Video and audio content will require the equivalent for alt text, which is at the very minimum, a transcript. You can read more about creating transcripts on the W3C website.

Why is alt text so important?

Alt text is a key aspect of accessible publishing and its inclusion in our content ensures Taylor and Francis meets its key moral, ethical and legal obligations to customers by recognizing their challenges and responding appropriately to their needs. A digital “accessible” text is one that provides equal opportunity to all readers, including those with visual or print impairments. Taylor & Francis is committed to the supply of accessible content, ensuring as many readers as possible have access to the content we publish. Alt text is also beneficial to search engine optimization as the alt text is indexed by companies like Amazon and Google. Implementing alt text will ensure your titles reach the top of these search results.

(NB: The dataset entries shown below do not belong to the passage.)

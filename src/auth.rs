use axum::{extract::FromRequestParts, http::request::Parts};
use axum_extra::extract::cookie::CookieJar;
use std::convert::Infallible;

/// Cookie carrying the session token issued by the authentication service.
pub const TOKEN_COOKIE: &str = "token";

/// Cookie carrying the user's role (`employer` or `jobseeker`).
pub const ROLE_COOKIE: &str = "role";

/// SessionCookies
///
/// The two request attributes the route guard consumes, lifted out of the cookie
/// header into plain values. Neither is validated here: the token is only checked
/// for presence and the role is compared as a string by the guard.
#[derive(Debug, Clone, Default, PartialEq, Eq)]
pub struct SessionCookies {
    pub token: Option<String>,
    pub role: Option<String>,
}

impl SessionCookies {
    pub fn from_jar(jar: &CookieJar) -> Self {
        Self {
            token: cookie_value(jar, TOKEN_COOKIE),
            role: cookie_value(jar, ROLE_COOKIE),
        }
    }

    pub fn token(&self) -> Option<&str> {
        self.token.as_deref()
    }

    pub fn role(&self) -> Option<&str> {
        self.role.as_deref()
    }
}

// Empty values are treated the same as a missing cookie.
fn cookie_value(jar: &CookieJar, name: &str) -> Option<String> {
    jar.get(name)
        .map(|cookie| cookie.value())
        .filter(|value| !value.is_empty())
        .map(str::to_owned)
}

/// SessionCookies Extractor Implementation
///
/// Never rejects. A missing or unparsable Cookie header simply yields a session
/// with no token and no role, which the guard treats as unauthenticated.
impl<S> FromRequestParts<S> for SessionCookies
where
    S: Send + Sync,
{
    type Rejection = Infallible;

    async fn from_request_parts(parts: &mut Parts, _state: &S) -> Result<Self, Self::Rejection> {
        let jar = CookieJar::from_headers(&parts.headers);
        Ok(Self::from_jar(&jar))
    }
}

Alt text will improve customer experience, but there are also legal challenges which require publishers to create more accessible products and services. European Union Member States will have to adopt and publish the laws, regulations and administrative provisions necessary to comply with the European Accessibility Act by 28 June 2022. Member States will then have to apply the measures from 28 June 2025.

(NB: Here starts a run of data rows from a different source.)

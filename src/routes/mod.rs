/// Router Module Index
///
/// Splits the application's routes by who may reach them. Access control is not
/// applied here: the route guard in `lib.rs` wraps the whole router and decides
/// per path prefix, so these modules only declare what exists.

/// Routes open to every visitor, with or without a session.
pub mod public;

/// Routes under `/employer`. The guard requires a token and the `employer` role.
pub mod employer;

/// Routes under `/jobseeker`. The guard requires a token and the `jobseeker` role.
pub mod jobseeker;
use thiserror::Error;

/// AppError
///
/// Failures that can stop the service from starting or serving. Request handling
/// itself has no error path: the guard always produces a decision.
#[derive(Debug, Error)]
pub enum AppError {
    #[error("invalid value {value:?} for {var}")]
    InvalidConfig { var: &'static str, value: String },

    #[error(transparent)]
    Io(#[from] std::io::Error),
}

Therefore, if Taylor and Francis sell any eBook after 28 June 2025 then that eBook must comply with the accessibility requirements of the Act, even if it the eBook was created before 28 June 2025. We will be unable to retrospectively create alt text for all of our 150,000 backlist eBooks, plus cater to new titles requiring alt text creation. If your title does not contain alt text now, and you expect it to still be in print in 2025, we may be unable to sell it into the European Union from that point forward.

In the United States, Section 508 of the Rehabilitation Act (Americans with Disabilities Act) protects the rights and interests of customers. Under Section 508, agencies must give disabled employees and members of the public access to information comparable to the access available to others. US-based universities cannot receive federal funding unless the titles they adopt are ADA-compliant, so ensuring your book is accessible is one way to safeguard your title for adoptions.

What are Long Descriptions?

Long descriptions are needed for information dense images where alternative text cannot adequately describe the details within 100 words. Long descriptions can be as verbose as needed and may include other methods of presenting information such as tables, equations, and lists. This makes it easier to organize very complex descriptions for the reader. You can view some of our Long Description examples in the Medicine subject category within this site.

What is Decorative Imagery?

  • Alt text and Long Descriptions are not required for purely decorative imagery.
  • Purely decorative images include visual enhancements, decorations, or embellishments that convey no useful meaning or information to the reader and exist only to provide an element of visual interest within a book. Examples include the use of thumbnail images, border flourishes, or special images used in place of bullet points in a list. Taylor and Francis discourages the inclusion of purely decorative imagery, unless agreed in advance with your Editorial team. These images do not require Alt Text submission. Instead, the decorative images should be marked as 'decorative' in the Alt Text submission file so that assistive technology screen readers skip over them.
  • Further to this, there may be cases where the caption or surrounding text describes an image or figure completely. This is not standard, as most images will require a caption and Alt Text at least. A caption my contain a brief explanation or a substantial piece of text running over one or more paragraphs accompanying the image. Where the caption does describe the image or figure sufficiently to convey the meaning to the reader, the image can be considered 'caption-sufficient'. In these cases, Alt Text will not be required and the image should be marked 'decorative' in the Alt Text submission file.